Actors from around the world will converge on London next year to stage all of Shakespeare’s plays in 37 different dialects and styles, from a hip-hop Othello to The Comedy of Errors in Farsi.

The six-week marathon at Shakespeare’s Globe theatre begins on April 23 and is timed to coincide with festivities celebrating the London 2012 Olympic Games.

From the opening production of Troilus and Cressida by a Maori company from New Zealand – complete with the haka warrior dance – the programme will showcase talents from all corners of the planet, from Argentina to Belarus.

A company from South Sudan, the world’s newest nation, will take part with a production of Cymbeline in Juba Arabic, while Afghanistan’s Roy-e-Sabs company will leave Kabul for the first time to show The Comedy of Errors.

Fans can take in the whole season for just £100, €115 or pick and choose with tickets costing from €5.7 a show to stand in the Globe’s yard.

Among the performances is a version of The Tempest from a company in Bangladesh and a rendition of Richard III in Mandarin by the National Theatre of China. The Merchant of Venice, a play often accused of being anti-Semitic, will be performed in Hebrew by Israel’s Habima national theatre company.

A British company will perform a version of Love’s Labour’s Lost in sign-language, and a Chicago-based troupe will mix up and set the passion of Othello to original beats.

Many of the plays will feature dance and music as they reinterpret Shakespeare’s tales for modern audiences.

A Pakistani company will feature live singers and musicians playing bhangra music in its Urdu production of The Taming of the Shrew, and a version of Coriolanus is being staged by the expressive Japanese company Chiten.

Shakespeare’s Globe, on the south bank of the River Thames, is a reconstruction of the original, circular open-air Globe Theatre, for which The Bard wrote many of his greatest plays.

Dominic Dromgoole, the artistic director of Shakespeare’s Globe, said: “It is very inclusive. It tries to celebrate internationalism and conversation between people of different nationalities.

“It is a great way to get people to talk through a common language – just as some people can communicate to each other through sport, we are going to talk to each other through Shakespeare.”

The programme, which opens with a production of the poem Venus and Adonis by a South African group, will see almost 85 hours of Shakespeare performed at the Globe – with no subtitles.

Mr Dromgoole was confident they could fill the seats, saying English-speaking fans would enjoy seeing well-known plays in a different language, but added that the theatre would also try to get native speakers to come and watch.

“If people show enough cultural curiosity... then we should be fine,” he said.

Factbox

• William Shakespeare was born on April 23, 1564 in Stratford-upon-Avon. He was an English poet and playwrighter, widely regarded as the greatest writer of the English language and the world’s pre-eminent dramatist. He is often called England’s national poet and the “Bard of Avon”.

• At the age of 18, Shakespeare married Anne Hathaway, with whom he had three children: Susanna and twins Hamnet and Judith.

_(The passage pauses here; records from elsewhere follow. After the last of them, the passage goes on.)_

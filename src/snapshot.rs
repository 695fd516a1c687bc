//! Single-file binary snapshots.
//!
//! The compressed structure is cheap to rebuild, so a snapshot stores
//! only what cannot be derived: the configuration flags and the sorted
//! entry list. Layout, all integers little-endian:
//!
//! ```text
//! magic      u32   "FTRI"
//! version    u32
//! flags      u8    bit 0 = allow_indels, bit 1 = immutable
//! count      u64   number of entries
//! entries    count * (len: u32, bytes: [u8; len]), sorted
//! ```

use crate::trie::{PrefixTrie, TrieConfig};
use anyhow::{bail, Context, Result};
use std::fs;
use std::io::{BufWriter, Write};
use std::path::Path;

const MAGIC: u32 = u32::from_le_bytes(*b"FTRI");
const VERSION: u32 = 1;

const FLAG_ALLOW_INDELS: u8 = 1 << 0;
const FLAG_IMMUTABLE: u8 = 1 << 1;

/// Write `trie` to `path`, replacing any existing file.
pub fn save(trie: &PrefixTrie, path: &Path) -> Result<()> {
    let file = fs::File::create(path)
        .with_context(|| format!("failed to create snapshot {}", path.display()))?;
    let mut w = BufWriter::new(file);

    w.write_all(&MAGIC.to_le_bytes())?;
    w.write_all(&VERSION.to_le_bytes())?;
    let config = trie.config();
    let mut flags = 0u8;
    if config.allow_indels {
        flags |= FLAG_ALLOW_INDELS;
    }
    if config.immutable {
        flags |= FLAG_IMMUTABLE;
    }
    w.write_all(&[flags])?;
    w.write_all(&(trie.len() as u64).to_le_bytes())?;

    // Iteration is lexicographic, so snapshots of equal tries are
    // byte-identical.
    for entry in trie.iter() {
        w.write_all(&(entry.len() as u32).to_le_bytes())?;
        w.write_all(&entry)?;
    }
    w.flush().context("failed to flush snapshot")?;
    Ok(())
}

/// Read a snapshot written by [`save`] and rebuild the trie.
pub fn load(path: &Path) -> Result<PrefixTrie> {
    let data = fs::read(path)
        .with_context(|| format!("failed to read snapshot {}", path.display()))?;
    let mut pos = 0;

    let magic = read_u32(&data, &mut pos).context("truncated header")?;
    if magic != MAGIC {
        bail!("not a trie snapshot: bad magic {magic:#010x}");
    }
    let version = read_u32(&data, &mut pos).context("truncated header")?;
    if version != VERSION {
        bail!("unsupported snapshot version {version}");
    }
    let flags = *data.get(pos).context("truncated header")?;
    pos += 1;
    let count = read_u64(&data, &mut pos).context("truncated header")?;

    let mut entries: Vec<&[u8]> = Vec::with_capacity(count.min(1 << 20) as usize);
    for i in 0..count {
        let len = read_u32(&data, &mut pos)
            .with_context(|| format!("truncated at entry {i} of {count}"))? as usize;
        let bytes = data
            .get(pos..pos + len)
            .with_context(|| format!("truncated at entry {i} of {count}"))?;
        pos += len;
        entries.push(bytes);
    }
    if pos != data.len() {
        bail!("snapshot has {} trailing bytes", data.len() - pos);
    }

    let config = TrieConfig {
        allow_indels: flags & FLAG_ALLOW_INDELS != 0,
        immutable: flags & FLAG_IMMUTABLE != 0,
    };
    Ok(PrefixTrie::new(entries, config))
}

fn read_u32(data: &[u8], pos: &mut usize) -> Option<u32> {
    let bytes = data.get(*pos..*pos + 4)?;
    *pos += 4;
    Some(u32::from_le_bytes(bytes.try_into().unwrap()))
}

fn read_u64(data: &[u8], pos: &mut usize) -> Option<u64> {
    let bytes = data.get(*pos..*pos + 8)?;
    *pos += 8;
    Some(u64::from_le_bytes(bytes.try_into().unwrap()))
}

• Between 1585 and 1592, he began a successful career in London as an actor, writer, and part owner of a playing company called the Lord Chamberlain’s Men, later known as the King’s Men.

• Shakespeare produced most of his known work between 1589 and 1613. His early plays were mainly comedies and histories, genres he raised to the peak of sophistication and artistry by the end of the 16th century.

• His last three plays were collaborations, probably with John Fletcher, who succeeded him as the house playwright for the King’s Men.

• His surviving works, including some collaborations, consist of about 38 plays, 154 sonnets, two long narrative poems and several other poems. His plays have been translated into every major living language and are performed more often than those of any other playwright.

• The Bard died on April 23, 1616 and was buried in his hometown in the chancel of the Holy Trinity Church two days after his death. The epitaph carved into the stone slab covering his grave includes a curse against moving his bones, which was carefully avoided during restoration of the church in 2008.